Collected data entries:
******
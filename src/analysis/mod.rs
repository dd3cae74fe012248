//! Asynchronous analysis job lifecycle
//!
//! A script is submitted to the analysis service, which answers with an
//! opaque task id. The orchestrator then polls the task until it reaches a
//! terminal status, publishing every transition on a watch channel.
//!
//! # State machine
//!
//! ```text
//! Idle ──analyze──▶ Submitting ──task id──▶ Processing ──COMPLETED──▶ Completed
//!   ▲                   │                      │  │
//!   └──submit failed────┘                      │  └──FAILED / abandoned──▶ Failed
//!   └──stale content (guard)                   └──analyze again: supersede
//! ```
//!
//! Completed and Failed accept a new `analyze()`, which starts a fresh task.
//!
//! # Example
//!
//! ```ignore
//! let orchestrator = AnalysisOrchestrator::new(script_id, service, AnalysisConfig::default());
//! let task_id = orchestrator.analyze(&session).await?;
//! let mut status = orchestrator.subscribe();
//! let done = status.wait_for(|s| s.is_terminal()).await?;
//! ```

mod cancel;
mod orchestrator;
mod types;

pub use cancel::{CancellationToken, Generation};
pub use orchestrator::AnalysisOrchestrator;
pub use types::{AnalysisConfig, AnalysisError, AnalysisPhase, AnalysisStatus};
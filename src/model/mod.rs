//! Domain and wire types shared by the editor, the orchestrator, and the
//! service clients.

mod entity;
mod ids;
mod project;
mod question;
mod script;
mod task;
pub(crate) mod timestamp;

pub use entity::{Entity, EntityType, ParseEntityTypeError};
pub use ids::{EntityId, ProjectId, ScriptId, TaskId};
pub use project::Project;
pub use question::{QuestionRequest, QuestionResponse};
pub use script::{Draft, Script, ScriptUpdate, TextStats};
pub use task::{SubmitResponse, TaskStatus, TaskStatusResponse};
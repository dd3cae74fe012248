//! Analysis task orchestrator
//!
//! Drives one script's analysis job from submission to a terminal outcome.
//! The service has no push channel, so a spawned poll loop queries the task
//! status at a fixed interval. Exactly one loop is live per orchestrator: a
//! new submission or `cancel()` advances the generation, and every status
//! write re-checks the generation under the same lock, so nothing from a
//! superseded loop is observable once the call that superseded it returns.

use super::cancel::{CancellationToken, Generation};
use super::types::{AnalysisConfig, AnalysisError, AnalysisPhase, AnalysisStatus};
use crate::model::{ScriptId, TaskId, TaskStatus};
use crate::service::{AnalysisService, ServiceError};
use crate::session::EditSession;
use std::sync::{Arc, Mutex, MutexGuard, PoisonError};
use tokio::sync::watch;
use tokio::task::JoinHandle;
use tokio::time::{Instant, MissedTickBehavior};
use tracing::{debug, info, warn};

/// Current status plus the generation that may write it
struct StatusCell {
    generation: Generation,
    /// Serializes generation checks with status writes; holds the closed flag
    gate: Mutex<bool>,
    tx: watch::Sender<AnalysisStatus>,
}

impl StatusCell {
    fn new() -> Self {
        let (tx, _rx) = watch::channel(AnalysisStatus::idle());
        Self {
            generation: Generation::new(),
            gate: Mutex::new(false),
            tx,
        }
    }

    fn gate(&self) -> MutexGuard<'_, bool> {
        self.gate.lock().unwrap_or_else(PoisonError::into_inner)
    }

    fn current(&self) -> AnalysisStatus {
        self.tx.borrow().clone()
    }

    fn is_closed(&self) -> bool {
        *self.gate()
    }

    /// Publish `status` unless `token` has been superseded.
    fn publish(&self, token: &CancellationToken, status: AnalysisStatus) -> bool {
        let _gate = self.gate();
        if token.is_cancelled() {
            return false;
        }
        self.tx.send_replace(status);
        true
    }

    /// Invalidate every outstanding loop and publish the first status of a
    /// new generation. Returns `None` once the cell is closed.
    fn restart(&self, status: AnalysisStatus) -> Option<CancellationToken> {
        let closed = self.gate();
        if *closed {
            return None;
        }
        let token = self.generation.advance();
        self.tx.send_replace(status);
        Some(token)
    }

    /// Invalidate every outstanding loop, leaving the status as it is.
    fn cancel(&self) {
        let _gate = self.gate();
        self.generation.cancel_all();
    }

    /// Cancel for good: no later generation can start.
    fn close(&self) {
        let mut closed = self.gate();
        *closed = true;
        self.generation.cancel_all();
    }

    /// Record a rejected request, unless a task is being polled or the cell
    /// is closed.
    fn reject(&self, error: AnalysisError) {
        let closed = self.gate();
        if *closed || self.tx.borrow().phase == AnalysisPhase::Processing {
            return;
        }
        self.generation.cancel_all();
        self.tx.send_replace(AnalysisStatus::rejected(error));
    }
}

/// Client-side state machine for one script's analysis job
pub struct AnalysisOrchestrator {
    script_id: ScriptId,
    service: Arc<dyn AnalysisService>,
    config: AnalysisConfig,
    cell: Arc<StatusCell>,
    /// Serializes submissions
    submit_lane: tokio::sync::Mutex<()>,
    poller: Mutex<Option<JoinHandle<()>>>,
}

impl AnalysisOrchestrator {
    pub fn new(
        script_id: ScriptId,
        service: Arc<dyn AnalysisService>,
        config: AnalysisConfig,
    ) -> Self {
        Self {
            script_id,
            service,
            config,
            cell: Arc::new(StatusCell::new()),
            submit_lane: tokio::sync::Mutex::new(()),
            poller: Mutex::new(None),
        }
    }

    pub fn script_id(&self) -> &ScriptId {
        &self.script_id
    }

    pub fn config(&self) -> &AnalysisConfig {
        &self.config
    }

    /// Snapshot of the observable state
    pub fn status(&self) -> AnalysisStatus {
        self.cell.current()
    }

    /// Watch status changes
    pub fn subscribe(&self) -> watch::Receiver<AnalysisStatus> {
        self.cell.tx.subscribe()
    }

    /// Whether a poll loop is still running
    pub fn is_polling(&self) -> bool {
        self.poller()
            .as_ref()
            .is_some_and(|handle| !handle.is_finished())
    }

    fn poller(&self) -> MutexGuard<'_, Option<JoinHandle<()>>> {
        self.poller.lock().unwrap_or_else(PoisonError::into_inner)
    }

    fn abort_poller(&self) {
        if let Some(handle) = self.poller().take() {
            handle.abort();
        }
    }

    /// Submit a new analysis of the script's persisted content.
    ///
    /// Refused with `StaleContent` while `session` has unsaved edits; no
    /// request is made in that case. Otherwise any running poll loop is
    /// stopped first, the prior result is discarded, and the job is
    /// submitted. On success the task id is recorded, the orchestrator
    /// enters Processing, and polling starts. On failure it returns to Idle
    /// and no task id is kept.
    ///
    /// Concurrent calls are serialized: a second call waits for the first
    /// submission to settle and then supersedes its task.
    pub async fn analyze(&self, session: &EditSession) -> Result<TaskId, AnalysisError> {
        debug_assert_eq!(session.script_id(), &self.script_id);
        let _lane = self.submit_lane.lock().await;
        if self.cell.is_closed() {
            return Err(AnalysisError::Cancelled);
        }

        if !session.can_analyze() {
            debug!(script = %self.script_id, "analysis refused: unsaved changes");
            self.cell.reject(AnalysisError::StaleContent);
            return Err(AnalysisError::StaleContent);
        }

        let Some(token) = self.cell.restart(AnalysisStatus::submitting()) else {
            debug!(script = %self.script_id, "analysis refused: orchestrator closed");
            return Err(AnalysisError::Cancelled);
        };
        self.abort_poller();
        info!(script = %self.script_id, "submitting analysis");

        let submitted = tokio::time::timeout(
            self.config.request_timeout,
            self.service.submit(&self.script_id),
        )
        .await
        .unwrap_or(Err(ServiceError::Timeout));

        let task_id = match submitted {
            Ok(resp) => resp.task_id,
            Err(err) => {
                warn!(script = %self.script_id, error = %err, "analysis submit failed");
                let error = AnalysisError::SubmitFailed(err.to_string());
                if !self.cell.publish(&token, AnalysisStatus::rejected(error.clone())) {
                    return Err(AnalysisError::Cancelled);
                }
                return Err(error);
            }
        };

        if !self
            .cell
            .publish(&token, AnalysisStatus::processing(task_id.clone()))
        {
            debug!(script = %self.script_id, task = %task_id, "cancelled during submit");
            return Err(AnalysisError::Cancelled);
        }
        info!(script = %self.script_id, task = %task_id, "analysis task accepted");

        let handle = tokio::spawn(poll_until_terminal(
            self.cell.clone(),
            self.service.clone(),
            task_id.clone(),
            token.clone(),
            self.config.clone(),
        ));
        *self.poller() = Some(handle);
        if token.is_cancelled() {
            self.abort_poller();
        }

        Ok(task_id)
    }

    /// Stop polling now.
    ///
    /// Once this returns no further status change is observable from the
    /// current task, even if a status request is still in flight. The status
    /// keeps its last value.
    pub fn cancel(&self) {
        self.cell.cancel();
        self.abort_poller();
        debug!(script = %self.script_id, "analysis polling cancelled");
    }

    /// Stop polling and refuse every later `analyze()` with `Cancelled`.
    ///
    /// A submission racing with this call either sees the close and makes
    /// no request, or its task is cancelled before it can publish.
    pub fn close(&self) {
        self.cell.close();
        self.abort_poller();
        debug!(script = %self.script_id, "analysis orchestrator closed");
    }

    pub fn is_closed(&self) -> bool {
        self.cell.is_closed()
    }
}

impl Drop for AnalysisOrchestrator {
    fn drop(&mut self) {
        self.cell.close();
        self.abort_poller();
    }
}

/// Poll `task_id` at a fixed cadence until a terminal status, the failure
/// threshold, or cancellation.
async fn poll_until_terminal(
    cell: Arc<StatusCell>,
    service: Arc<dyn AnalysisService>,
    task_id: TaskId,
    token: CancellationToken,
    config: AnalysisConfig,
) {
    let max_failures = config.max_poll_failures.max(1);
    let mut ticks = tokio::time::interval_at(
        Instant::now() + config.poll_interval,
        config.poll_interval,
    );
    ticks.set_missed_tick_behavior(MissedTickBehavior::Delay);
    let mut failures = 0u32;

    loop {
        ticks.tick().await;
        if token.is_cancelled() {
            return;
        }

        let reply = tokio::time::timeout(config.request_timeout, service.task_status(&task_id))
            .await
            .unwrap_or(Err(ServiceError::Timeout));
        if token.is_cancelled() {
            debug!(task = %task_id, "dropping status reply for superseded task");
            return;
        }

        let next = match reply {
            Ok(resp) => match resp.status {
                TaskStatus::Submitted | TaskStatus::Processing => {
                    failures = 0;
                    debug!(task = %task_id, status = ?resp.status, "task still running");
                    continue;
                }
                TaskStatus::Completed => {
                    info!(task = %task_id, "analysis completed");
                    AnalysisStatus::completed(
                        task_id.clone(),
                        resp.result.unwrap_or(serde_json::Value::Null),
                    )
                }
                TaskStatus::Failed => {
                    let detail = resp
                        .error
                        .unwrap_or_else(|| "analysis service reported failure".to_string());
                    warn!(task = %task_id, error = %detail, "analysis failed");
                    AnalysisStatus::failed(task_id.clone(), AnalysisError::ServiceFailed(detail))
                }
            },
            Err(err) => {
                failures += 1;
                warn!(task = %task_id, attempt = failures, error = %err, "status query failed");
                if failures < max_failures {
                    continue;
                }
                warn!(task = %task_id, "abandoning analysis task");
                AnalysisStatus::failed(
                    task_id.clone(),
                    AnalysisError::PollingAbandoned { attempts: failures },
                )
            }
        };

        if !cell.publish(&token, next) {
            debug!(task = %task_id, "dropping terminal status for superseded task");
        }
        return;
    }
}
//! Entities extracted from scripts by the analysis service

use super::ids::{EntityId, ProjectId, ScriptId};
use super::timestamp;
use chrono::{DateTime, Utc};
use serde::{Deserialize, Serialize};
use std::collections::BTreeMap;
use std::str::FromStr;

/// Kind of extracted entity
#[derive(Debug, Clone, Copy, PartialEq, Eq, Hash, PartialOrd, Ord, Serialize, Deserialize)]
#[serde(rename_all = "lowercase")]
pub enum EntityType {
    Character,
    Location,
    Event,
}

impl EntityType {
    pub const ALL: [EntityType; 3] = [Self::Character, Self::Location, Self::Event];

    /// Wire name, as used in the `type` query parameter
    pub fn as_str(&self) -> &'static str {
        match self {
            Self::Character => "character",
            Self::Location => "location",
            Self::Event => "event",
        }
    }
}

impl std::fmt::Display for EntityType {
    fn fmt(&self, f: &mut std::fmt::Formatter<'_>) -> std::fmt::Result {
        f.write_str(self.as_str())
    }
}

#[derive(Debug, Clone, PartialEq, Eq, thiserror::Error)]
#[error("unknown entity type '{0}' (expected character, location or event)")]
pub struct ParseEntityTypeError(String);

impl FromStr for EntityType {
    type Err = ParseEntityTypeError;

    fn from_str(s: &str) -> Result<Self, Self::Err> {
        match s.trim().to_ascii_lowercase().as_str() {
            "character" => Ok(Self::Character),
            "location" => Ok(Self::Location),
            "event" => Ok(Self::Event),
            other => Err(ParseEntityTypeError(other.to_string())),
        }
    }
}

/// An extracted character, location, or event
#[derive(Debug, Clone, PartialEq, Serialize, Deserialize)]
pub struct Entity {
    pub id: EntityId,
    pub project_id: ProjectId,
    /// Script the entity was extracted from, when the backend reports it
    #[serde(default, skip_serializing_if = "Option::is_none")]
    pub script_id: Option<ScriptId>,
    #[serde(rename = "type")]
    pub entity_type: EntityType,
    pub name: String,
    #[serde(default)]
    pub description: Option<String>,
    /// Open attribute bag; no fixed schema
    #[serde(default)]
    pub attributes: BTreeMap<String, serde_json::Value>,
    #[serde(
        default,
        with = "timestamp::option",
        skip_serializing_if = "Option::is_none"
    )]
    pub created_at: Option<DateTime<Utc>>,
}

impl Entity {
    /// Look up a single attribute
    pub fn attribute(&self, key: &str) -> Option<&serde_json::Value> {
        self.attributes.get(key)
    }
}
//! Shared fixtures for the integration tests

#![allow(dead_code)]

use scribe::model::{ScriptId, TaskStatusResponse};
use scribe::service::mock::{mock_entity, mock_script, MockService, PollStep};
use scribe::{AnalysisConfig, AnalysisStatus, EntityType, OpenScript, Workspace};
use std::sync::Arc;
use std::time::Duration;

pub const PROJECT: &str = "p1";
pub const SCRIPT: &str = "s1";

/// Mock backend holding two scripts and a handful of entities of project `p1`
pub fn backend() -> Arc<MockService> {
    Arc::new(
        MockService::new()
            .with_script(mock_script(SCRIPT, PROJECT, "A", "Chapter 1"))
            .with_script(mock_script("s2", PROJECT, "B", "Prologue"))
            .with_entity(mock_entity("e1", PROJECT, EntityType::Character, "Mara"))
            .with_entity(mock_entity("e2", PROJECT, EntityType::Character, "Ilse"))
            .with_entity(mock_entity("e3", PROJECT, EntityType::Location, "Harbour"))
            .with_entity(mock_entity("e4", PROJECT, EntityType::Event, "The storm")),
    )
}

pub fn workspace(service: &Arc<MockService>) -> Workspace {
    workspace_with(service, AnalysisConfig::default())
}

pub fn workspace_with(service: &Arc<MockService>, config: AnalysisConfig) -> Workspace {
    Workspace::new(service.clone(), service.clone(), config)
}

pub async fn open(workspace: &Workspace, id: &str) -> Arc<OpenScript> {
    workspace
        .open(&ScriptId::from(id))
        .await
        .expect("script should open")
}

/// Wait until the script's analysis reaches a terminal status.
pub async fn wait_terminal(script: &OpenScript) -> AnalysisStatus {
    let mut rx = script.subscribe();
    let status = rx
        .wait_for(|s| s.is_terminal())
        .await
        .expect("orchestrator dropped")
        .clone();
    status
}

/// Collect every status published on `script` over `span` of (paused) time.
pub async fn collect_for(script: &OpenScript, span: Duration) -> Vec<AnalysisStatus> {
    let mut rx = script.subscribe();
    let mut seen = vec![rx.borrow_and_update().clone()];
    let deadline = tokio::time::Instant::now() + span;
    while let Ok(Ok(())) = tokio::time::timeout_at(deadline, rx.changed()).await {
        seen.push(rx.borrow_and_update().clone());
    }
    seen
}

pub fn respond(resp: TaskStatusResponse) -> PollStep {
    PollStep::Respond(resp)
}
// ABOUTME: Global status command: every instance the provider reports.

use vs::config::Config;
use vs::error::Result;
use vs::machine::StateObserver;
use vs::output::Output;
use vs::provider::ProviderGateway;

pub async fn status<G: ProviderGateway + ?Sized>(
    gateway: &G,
    config: &Config,
    output: Output,
) -> Result<()> {
    let instances = StateObserver::new(gateway, config.retry).list_all().await?;

    let unknown = instances
        .iter()
        .filter(|instance| instance.canonical_state.is_none())
        .count();
    if unknown > 0 {
        output.warning(&format!("{unknown} instance(s) report an unrecognized state"));
    }

    output.instances(&instances);
    Ok(())
}
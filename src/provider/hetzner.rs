// ABOUTME: Hetzner Cloud gateway over the REST v1 API using reqwest.
// ABOUTME: Machines are servers labelled `vs-machine=<name>`; power actions are async.

use async_trait::async_trait;
use reqwest::{RequestBuilder, Response, StatusCode};
use serde::de::DeserializeOwned;
use serde::{Deserialize, Serialize};
use std::collections::BTreeMap;
use tracing::{debug, info};

use super::{
    ConsoleAccess, InstanceRecord, InstanceSpec, NAME_TAG, ProviderError, ProviderGateway,
};
use crate::types::{InstanceId, MachineName};

pub const DEFAULT_ENDPOINT: &str = "https://api.hetzner.cloud/v1";

const PAGE_SIZE: u32 = 50;

/// Client for the subset of the Hetzner Cloud API that manages servers.
#[derive(Clone)]
pub struct HetznerGateway {
    http: reqwest::Client,
    endpoint: String,
    token: String,
    location: Option<String>,
}

impl HetznerGateway {
    pub fn new(endpoint: &str, token: impl Into<String>, location: Option<String>) -> Self {
        Self {
            http: reqwest::Client::new(),
            endpoint: endpoint.trim_end_matches('/').to_string(),
            token: token.into(),
            location,
        }
    }

    fn url(&self, path: &str) -> String {
        format!("{}{path}", self.endpoint)
    }

    /// Send a request and map transport failures and non-success statuses.
    async fn send(
        &self,
        request: RequestBuilder,
        operation: &'static str,
        subject: Option<&InstanceId>,
    ) -> Result<Response, ProviderError> {
        let resp = request
            .bearer_auth(&self.token)
            .send()
            .await
            .map_err(|e| ProviderError::Unavailable(format!("{operation}: {e}")))?;

        let status = resp.status();
        if status.is_success() {
            return Ok(resp);
        }

        let body = resp.text().await.unwrap_or_default();
        Err(classify(status, operation, body, subject))
    }

    async fn decode<T: DeserializeOwned>(
        resp: Response,
        operation: &'static str,
    ) -> Result<T, ProviderError> {
        resp.json()
            .await
            .map_err(|e| ProviderError::InvalidResponse(format!("{operation}: {e}")))
    }

    fn server_path(id: &InstanceId) -> String {
        format!("/servers/{id}")
    }

    async fn action(
        &self,
        id: &InstanceId,
        action: &str,
        operation: &'static str,
    ) -> Result<Response, ProviderError> {
        let request = self
            .http
            .post(self.url(&format!("/servers/{id}/actions/{action}")));
        self.send(request, operation, Some(id)).await
    }
}

/// Map a non-success HTTP status to a provider error.
fn classify(
    status: StatusCode,
    operation: &'static str,
    body: String,
    subject: Option<&InstanceId>,
) -> ProviderError {
    match (status, subject) {
        (StatusCode::NOT_FOUND, Some(id)) => ProviderError::NotFound(id.clone()),
        (StatusCode::UNAUTHORIZED | StatusCode::FORBIDDEN, _) => {
            ProviderError::Unavailable(format!("{operation}: authentication failed ({status})"))
        }
        (StatusCode::TOO_MANY_REQUESTS, _) => {
            ProviderError::Unavailable(format!("{operation}: rate limited"))
        }
        (s, _) if s.is_server_error() => {
            ProviderError::Unavailable(format!("{operation}: {status}: {body}"))
        }
        _ => ProviderError::Rejected {
            operation,
            status: status.as_u16(),
            body,
        },
    }
}

#[async_trait]
impl ProviderGateway for HetznerGateway {
    async fn list_instances(
        &self,
        name_tag: Option<&MachineName>,
    ) -> Result<Vec<InstanceRecord>, ProviderError> {
        let selector = name_tag.map(|name| format!("{NAME_TAG}={name}"));
        let mut records = Vec::new();
        let mut page = 1;

        loop {
            let mut query = vec![
                ("page", page.to_string()),
                ("per_page", PAGE_SIZE.to_string()),
            ];
            if let Some(selector) = &selector {
                query.push(("label_selector", selector.clone()));
            }

            let request = self.http.get(self.url("/servers")).query(&query);
            let resp = self.send(request, "list servers", None).await?;
            let list: ServerList = Self::decode(resp, "list servers").await?;

            let (servers, next_page) = list.into_page();
            records.extend(servers);

            match next_page {
                Some(next) if next > page => page = next,
                _ => break,
            }
        }

        debug!(count = records.len(), selector = ?selector, "hetzner: listed servers");
        Ok(records)
    }

    async fn create_instance(&self, spec: &InstanceSpec) -> Result<InstanceId, ProviderError> {
        let labels = spec.provider_labels();
        let location = spec.location.as_deref().or(self.location.as_deref());
        let body = CreateServerRequest {
            name: spec.name.as_str(),
            server_type: &spec.instance_type,
            image: &spec.image,
            location,
            labels: &labels,
            ssh_keys: &spec.ssh_keys,
            user_data: spec.user_data.as_deref(),
            start_after_create: true,
        };

        let request = self.http.post(self.url("/servers")).json(&body);
        let resp = self.send(request, "create server", None).await?;
        let created: CreateServerResponse = Self::decode(resp, "create server").await?;

        let id = InstanceId::new(created.server.id.to_string());
        info!(server_id = %id, machine = %spec.name, "hetzner: server created");
        Ok(id)
    }

    async fn start_instance(&self, id: &InstanceId) -> Result<(), ProviderError> {
        self.action(id, "poweron", "power on server").await?;
        info!(server_id = %id, "hetzner: power on requested");
        Ok(())
    }

    async fn stop_instance(&self, id: &InstanceId) -> Result<(), ProviderError> {
        self.action(id, "shutdown", "shutdown server").await?;
        info!(server_id = %id, "hetzner: shutdown requested");
        Ok(())
    }

    async fn terminate_instance(&self, id: &InstanceId) -> Result<(), ProviderError> {
        let request = self.http.delete(self.url(&Self::server_path(id)));
        self.send(request, "delete server", Some(id)).await?;
        info!(server_id = %id, "hetzner: delete requested");
        Ok(())
    }

    async fn request_console(&self, id: &InstanceId) -> Result<ConsoleAccess, ProviderError> {
        let resp = self
            .action(id, "request_console", "request console")
            .await?;
        let console: ConsoleResponse = Self::decode(resp, "request console").await?;
        Ok(ConsoleAccess {
            url: console.wss_url,
            password: console.password,
        })
    }
}

// ── Wire types ───────────────────────────────────────────────────────

#[derive(Debug, Deserialize)]
struct ServerList {
    servers: Vec<Server>,
    #[serde(default)]
    meta: Option<Meta>,
}

impl ServerList {
    fn next_page(&self) -> Option<u32> {
        self.meta
            .as_ref()
            .and_then(|m| m.pagination.as_ref())
            .and_then(|p| p.next_page)
    }

    /// This page's records and the number of the page after it.
    fn into_page(self) -> (Vec<InstanceRecord>, Option<u32>) {
        let next_page = self.next_page();
        let records = self.servers.into_iter().map(Server::into_record).collect();
        (records, next_page)
    }
}

#[derive(Debug, Deserialize)]
struct Meta {
    pagination: Option<Pagination>,
}

#[derive(Debug, Deserialize)]
struct Pagination {
    next_page: Option<u32>,
}

#[derive(Debug, Deserialize)]
struct Server {
    id: i64,
    name: String,
    status: String,
    #[serde(default)]
    server_type: Option<ServerType>,
    #[serde(default)]
    public_net: Option<PublicNet>,
    #[serde(default)]
    labels: BTreeMap<String, String>,
}

impl Server {
    fn into_record(self) -> InstanceRecord {
        let public_address = self
            .public_net
            .and_then(|net| net.ipv4)
            .map(|ipv4| ipv4.ip);

        InstanceRecord {
            id: InstanceId::new(self.id.to_string()),
            name: self.name,
            state: self.status,
            instance_type: self.server_type.map(|t| t.name),
            public_address,
            tags: self.labels,
        }
    }
}

#[derive(Debug, Deserialize)]
struct ServerType {
    name: String,
}

#[derive(Debug, Deserialize)]
struct PublicNet {
    ipv4: Option<Ipv4>,
}

#[derive(Debug, Deserialize)]
struct Ipv4 {
    ip: String,
}

#[derive(Debug, Serialize)]
struct CreateServerRequest<'a> {
    name: &'a str,
    server_type: &'a str,
    image: &'a str,
    #[serde(skip_serializing_if = "Option::is_none")]
    location: Option<&'a str>,
    labels: &'a BTreeMap<String, String>,
    #[serde(skip_serializing_if = "no_keys")]
    ssh_keys: &'a [String],
    #[serde(skip_serializing_if = "Option::is_none")]
    user_data: Option<&'a str>,
    start_after_create: bool,
}

fn no_keys(keys: &&[String]) -> bool {
    keys.is_empty()
}

#[derive(Debug, Deserialize)]
struct CreateServerResponse {
    server: Server,
}

#[derive(Debug, Deserialize)]
struct ConsoleResponse {
    wss_url: String,
    password: String,
}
******
▶ Task statement
Each line above that has the word "running" should be copied.

▶ Your solution
    /// Whether a poll loop is still running
    /// request is made in that case. Otherwise any running poll loop is
                    debug!(task = %task_id, status = ?resp.status, "task still running");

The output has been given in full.